Duplicate settings might not work on nuget uploads that have a nuspec file at the end of the archive
🔥 Problem
When a NuGet package is uploaded to GitLab, we don't receive any information about the package name or the version.
The problem is that we need that for duplicates settings and the only way is to read the uploaded zip
file.
In !128269 (merged), we implemented a duplicates check during the upload logic. We managed to implement that without reading the entire zip
archive. Instead, we read the first few bytes to get the first few entries. The .nuspec
file being among the first entries, that was enough to get the package name + version and enforce duplicates settings.
In 2024-11-25: Can't upload nuget packages when nu... (gitlab-com/gl-infra/production#18894 - closed), we stumbled upon NuGet packages where the .nuspec
file was not located at the beginning of the archive but elsewhere.
Thus, for packages with the .nuspec
file not at the beginning, the duplicates logic can't be enforced when the package is uploaded.
🔮 Other aspects
As reported here, the .nuspec
file is not consistently put at the beginning of the archive. We might have some differences between the OS, in particular, on runners.
🚒 Solution
First, we need to note from 2024-11-25: Can't upload nuget packages when nu... (gitlab-com/gl-infra/production#18894 - closed) that the amount of uploads that don't have .nuspec
files at the beginning of the .zip
archive is very low. In other words, the current logic works for the majority of the NuGet uploads.

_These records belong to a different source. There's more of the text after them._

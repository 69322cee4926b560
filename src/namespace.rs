//! Object namespace
//!
//! Named objects hang off container objects (directories, the named pipe
//! device) through hash-bucketed namespaces. Buckets index objects weakly:
//! the name does not keep an object alive, so named objects vanish with
//! their last real reference and the whole tree is rebuilt fresh at every
//! server start.

use std::any::Any;
use std::cell::RefCell;
use std::rc::Rc;
use std::rc::Weak;

use crate::access::Attributes;
use crate::object::downcast;
use crate::object::KObject;
use crate::object::NameEntry;
use crate::object::ObjRef;
use crate::object::ObjectHeader;
use crate::server::Server;
use crate::status::Status;
use crate::status::SvResult;

/// Symlink traversal limit; a longer chain is reported as a broken path.
const MAX_RELINK_DEPTH: u32 = 32;

struct NsEntry {
    name: String,
    obj: Weak<dyn KObject>,
}

/// A hash-bucketed name index owned by a container object.
pub struct Namespace {
    buckets: Vec<RefCell<Vec<NsEntry>>>,
}

impl Namespace {
    pub fn new(hash_size: usize) -> Namespace {
        Namespace {
            buckets: (0..hash_size).map(|_| RefCell::new(Vec::new())).collect(),
        }
    }

    // Case-insensitive hash so both lookup modes land in the same bucket.
    fn bucket(&self, name: &str) -> &RefCell<Vec<NsEntry>> {
        let mut hash = 0u32;
        for c in name.chars() {
            for lc in c.to_lowercase() {
                hash ^= lc as u32;
            }
        }
        &self.buckets[hash as usize % self.buckets.len()]
    }

    fn name_matches(entry: &str, name: &str, attrs: Attributes) -> bool {
        if attrs.contains(Attributes::CASE_INSENSITIVE) {
            entry.len() == name.len()
                && entry
                    .chars()
                    .flat_map(char::to_lowercase)
                    .eq(name.chars().flat_map(char::to_lowercase))
        } else {
            entry == name
        }
    }

    /// Find a live object by name.
    pub fn find(&self, name: &str, attrs: Attributes) -> Option<ObjRef> {
        let bucket = self.bucket(name).borrow();
        for entry in bucket.iter() {
            if Self::name_matches(&entry.name, name, attrs) {
                if let Some(obj) = entry.obj.upgrade() {
                    return Some(obj);
                }
            }
        }
        None
    }

    /// Insert an object under a name. Uniqueness is the caller's problem;
    /// lookup has already established the name is free.
    pub fn add(&self, name: &str, obj: &ObjRef) {
        self.bucket(name).borrow_mut().push(NsEntry {
            name: name.to_string(),
            obj: Rc::downgrade(obj),
        });
    }

    /// Remove the entry for a specific object.
    pub fn remove(&self, name: &str, obj_ptr: *const ()) {
        self.bucket(name).borrow_mut().retain(|e| {
            e.name != name
                || match e.obj.upgrade() {
                    Some(obj) => Rc::as_ptr(&obj) as *const () != obj_ptr,
                    None => false,
                }
        });
    }

    /// Remove the entry of an object that is mid-destruction (its weak
    /// reference no longer upgrades).
    pub fn remove_dead(&self, name: &str) {
        self.bucket(name)
            .borrow_mut()
            .retain(|e| e.name != name || e.obj.upgrade().is_some());
    }

    /// Live objects in the namespace, in bucket order.
    pub fn objects(&self) -> Vec<ObjRef> {
        let mut out = Vec::new();
        for bucket in &self.buckets {
            for entry in bucket.borrow().iter() {
                if let Some(obj) = entry.obj.upgrade() {
                    out.push(obj);
                }
            }
        }
        out
    }
}

impl std::fmt::Debug for Namespace {
    fn fmt(&self, f: &mut std::fmt::Formatter<'_>) -> std::fmt::Result {
        write!(f, "Namespace({} buckets)", self.buckets.len())
    }
}

/// Remaining path state threaded through a name lookup.
#[derive(Debug)]
pub struct LookupPath {
    rest: Option<String>,
    attrs: Attributes,
    depth: u32,
}

impl LookupPath {
    fn new(rest: Option<String>, attrs: Attributes, depth: u32) -> LookupPath {
        LookupPath { rest, attrs, depth }
    }

    pub fn rest(&self) -> Option<&str> {
        self.rest.as_deref()
    }

    pub fn attrs(&self) -> Attributes {
        self.attrs
    }

    pub fn depth(&self) -> u32 {
        self.depth
    }

    pub fn set_rest(&mut self, rest: Option<String>) {
        self.rest = rest;
    }
}

/// A namespace directory.
#[derive(Debug)]
pub struct Directory {
    header: ObjectHeader,
    entries: Namespace,
}

impl Directory {
    /// Create an anonymous directory with the given bucket count.
    pub fn new(hash_size: usize) -> Rc<Directory> {
        Rc::new(Directory {
            header: ObjectHeader::new(),
            entries: Namespace::new(hash_size),
        })
    }

    /// Create (or open with `OPEN_IF`) a named directory.
    pub fn create(
        server: &Server,
        root: Option<&ObjRef>,
        name: &str,
        attrs: Attributes,
        hash_size: usize,
    ) -> SvResult<CreateResult<Directory>> {
        create_named_object(server, root, name, attrs, || Ok(Directory::new(hash_size)))
    }
}

impl KObject for Directory {
    fn header(&self) -> &ObjectHeader {
        &self.header
    }

    fn type_name(&self) -> &'static str {
        "Directory"
    }

    fn as_any(&self) -> &dyn Any {
        self
    }

    fn namespace(&self) -> Option<&Namespace> {
        Some(&self.entries)
    }

    fn lookup_name(
        &self,
        _self_ref: &ObjRef,
        path: &mut LookupPath,
        _server: &Server,
    ) -> SvResult<Option<ObjRef>> {
        let Some(rest) = path.rest().map(str::to_string) else {
            return Ok(None);
        };
        if rest.is_empty() {
            return Ok(None);
        }
        let (component, remainder) = match memchr::memchr(b'\\', rest.as_bytes()) {
            Some(idx) => (&rest[..idx], Some(rest[idx + 1..].to_string())),
            None => (rest.as_str(), None),
        };
        if component.is_empty() {
            return Err(Status::OBJECT_PATH_SYNTAX_BAD);
        }
        match self.entries.find(component, path.attrs()) {
            Some(obj) => {
                path.set_rest(remainder);
                Ok(Some(obj))
            }
            None if remainder.is_some() => Err(Status::OBJECT_PATH_NOT_FOUND),
            None => Ok(None),
        }
    }

    fn link_name(&self, self_ref: &ObjRef, name: &str, parent: &ObjRef) -> SvResult<()> {
        directory_link_name(self_ref, name, parent)
    }
}

/// Link an object into a parent that must be a plain directory. Shared by
/// every type that can live in the directory tree.
pub fn directory_link_name(obj: &ObjRef, name: &str, parent: &ObjRef) -> SvResult<()> {
    let Some(dir) = downcast::<Directory>(parent) else {
        return Err(Status::OBJECT_TYPE_MISMATCH);
    };
    dir.entries.add(name, obj);
    Ok(())
}

/// Find an object by path starting from `root` (or the server root when
/// absent). Returns the deepest resolved object and the residual path, which
/// is `None` when the path resolved completely.
pub fn lookup_named_object(
    server: &Server,
    root: Option<&ObjRef>,
    name: &str,
    attrs: Attributes,
) -> SvResult<(ObjRef, Option<String>)> {
    lookup_with_depth(server, root, name, attrs, 0)
}

pub(crate) fn lookup_with_depth(
    server: &Server,
    root: Option<&ObjRef>,
    name: &str,
    attrs: Attributes,
    depth: u32,
) -> SvResult<(ObjRef, Option<String>)> {
    if depth > MAX_RELINK_DEPTH {
        return Err(Status::OBJECT_PATH_NOT_FOUND);
    }
    let (mut parent, rest) = match root {
        Some(root) => {
            // with an explicit root the path must be relative
            if name.starts_with('\\') {
                return Err(Status::OBJECT_PATH_SYNTAX_BAD);
            }
            (root.clone(), name)
        }
        None => {
            let Some(rest) = name.strip_prefix('\\') else {
                return Err(Status::OBJECT_PATH_SYNTAX_BAD);
            };
            (server.root_directory(), rest)
        }
    };
    let rest = if rest.is_empty() { None } else { Some(rest.to_string()) };
    let mut path = LookupPath::new(rest, attrs, depth);
    loop {
        let parent_ref = parent.clone();
        match parent_ref.lookup_name(&parent_ref, &mut path, server)? {
            Some(obj) => parent = obj,
            None => break,
        }
    }
    Ok((parent, path.rest))
}

/// Open an existing object by name; a residual path is a lookup failure.
pub fn open_named_object(
    server: &Server,
    root: Option<&ObjRef>,
    name: &str,
    attrs: Attributes,
) -> SvResult<ObjRef> {
    let (obj, rest) = lookup_named_object(server, root, name, attrs)?;
    match rest {
        Some(_) => Err(Status::OBJECT_NAME_NOT_FOUND),
        None => Ok(obj),
    }
}

/// Typed open: the resolved object must be a `T`.
pub fn open_named_object_as<T: KObject>(
    server: &Server,
    root: Option<&ObjRef>,
    name: &str,
    attrs: Attributes,
) -> SvResult<Rc<T>> {
    let obj = open_named_object(server, root, name, attrs)?;
    match rc_downcast::<T>(&obj) {
        Some(typed) => Ok(typed),
        None => Err(Status::OBJECT_TYPE_MISMATCH),
    }
}

/// Result of a create-or-open in the namespace.
#[derive(Debug)]
pub struct CreateResult<T: KObject> {
    pub obj: Rc<T>,
    /// False when `OPEN_IF` matched an existing object; the request reply
    /// then carries `OBJECT_NAME_EXISTS`.
    pub created: bool,
}

impl<T: KObject> CreateResult<T> {
    /// The informational status to report alongside the object.
    pub fn status(&self) -> Status {
        if self.created {
            Status::SUCCESS
        } else {
            Status::OBJECT_NAME_EXISTS
        }
    }
}

/// Create an object as a named child of the resolved parent, or open the
/// existing object when `OPEN_IF` allows it. An empty name creates an
/// anonymous object.
pub fn create_named_object<T, F>(
    server: &Server,
    root: Option<&ObjRef>,
    name: &str,
    attrs: Attributes,
    make: F,
) -> SvResult<CreateResult<T>>
where
    T: KObject,
    F: FnOnce() -> SvResult<Rc<T>>,
{
    if name.is_empty() {
        return Ok(CreateResult { obj: make()?, created: true });
    }
    let (parent, rest) = lookup_named_object(server, root, name, attrs)?;
    let Some(leaf) = rest else {
        // fully resolved: the name already exists
        if attrs.contains(Attributes::OPEN_IF) {
            return match rc_downcast::<T>(&parent) {
                Some(existing) => Ok(CreateResult { obj: existing, created: false }),
                None => Err(Status::OBJECT_TYPE_MISMATCH),
            };
        }
        return Err(Status::OBJECT_NAME_COLLISION);
    };
    if leaf.is_empty() {
        return Err(Status::OBJECT_NAME_INVALID);
    }
    let obj = make()?;
    let obj_ref: ObjRef = obj.clone();
    obj_ref.link_name(&obj_ref, &leaf, &parent)?;
    obj.header().set_name(NameEntry { parent, name: leaf });
    Ok(CreateResult { obj, created: true })
}

/// Downcast an `Rc<dyn KObject>` to a concrete `Rc<T>`.
pub fn rc_downcast<T: KObject>(obj: &ObjRef) -> Option<Rc<T>> {
    if obj.as_any().is::<T>() {
        let raw = Rc::into_raw(obj.clone());
        // type checked above; the header layout is shared
        Some(unsafe { Rc::from_raw(raw as *const T) })
    } else {
        None
    }
}

#[cfg(test)]
mod tests {
    use super::*;
    use crate::server::Server;

    #[test]
    fn namespace_case_rules() {
        let ns = Namespace::new(7);
        let dir = Directory::new(7);
        let obj: ObjRef = dir.clone();
        ns.add("Foo", &obj);
        assert!(ns.find("Foo", Attributes::empty()).is_some());
        assert!(ns.find("foo", Attributes::empty()).is_none());
        assert!(ns.find("FOO", Attributes::CASE_INSENSITIVE).is_some());
        ns.remove("Foo", Rc::as_ptr(&obj) as *const ());
        assert!(ns.find("Foo", Attributes::CASE_INSENSITIVE).is_none());
    }

    #[test]
    fn path_resolution() {
        let server = Server::new_for_tests();
        let attrs = Attributes::CASE_INSENSITIVE;
        let sub = Directory::create(&server, None, "\\Sub", attrs, 7).unwrap();
        assert!(sub.created);
        let leaf = Directory::create(&server, None, "\\Sub\\Leaf", attrs, 7).unwrap();
        assert!(leaf.created);

        let (obj, rest) = lookup_named_object(&server, None, "\\Sub\\Leaf", attrs).unwrap();
        assert!(rest.is_none());
        assert_eq!(obj.type_name(), "Directory");

        let (_, rest) = lookup_named_object(&server, None, "\\Sub\\Missing", attrs).unwrap();
        assert_eq!(rest.as_deref(), Some("Missing"));

        assert_eq!(
            lookup_named_object(&server, None, "\\Sub\\Missing\\Deeper", attrs).unwrap_err(),
            Status::OBJECT_PATH_NOT_FOUND
        );
        assert_eq!(
            lookup_named_object(&server, None, "relative", attrs).unwrap_err(),
            Status::OBJECT_PATH_SYNTAX_BAD
        );
    }

    #[test]
    fn name_collision_rules() {
        let server = Server::new_for_tests();
        let attrs = Attributes::CASE_INSENSITIVE;
        Directory::create(&server, None, "\\Dup", attrs, 7).unwrap();
        // second create without OPEN_IF collides
        assert_eq!(
            Directory::create(&server, None, "\\Dup", attrs, 7).unwrap_err(),
            Status::OBJECT_NAME_COLLISION
        );
        // with OPEN_IF the existing object comes back
        let reopened =
            Directory::create(&server, None, "\\Dup", attrs | Attributes::OPEN_IF, 7).unwrap();
        assert!(!reopened.created);
        assert_eq!(reopened.status(), Status::OBJECT_NAME_EXISTS);
    }

    #[test]
    fn named_object_dies_with_last_reference() {
        let server = Server::new_for_tests();
        let attrs = Attributes::CASE_INSENSITIVE;
        let dir = Directory::create(&server, None, "\\Transient", attrs, 7).unwrap().obj;
        drop(dir);
        let (_, rest) = lookup_named_object(&server, None, "\\Transient", attrs).unwrap();
        assert_eq!(rest.as_deref(), Some("Transient"));
    }
}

Having said that, we should still support these uploads and enforce the duplicates logic properly.
As stated, for these uploads, we can't enforce the duplicate logic during the upload (the .nuspec
file is not in the first bytes we read from the archive). The only possible solution is thus to run the duplicates logic in the background process that handles nuget uploads.
For optimization purpose, the background job could receive an indication if the duplicates check has been already executed during the upload or not. This way, the job doesn't need to run the duplicates check all the time. Not sure that this is worth it, since we're in a background worker and we're going to extract the package name + version anyway. Thus, comparing them against a set of regex (even if it is done twice) or not is not a huge saving.
Be sure to add specs that will use a .zip
nuget package where the .nuspec
file is at the end of the archive.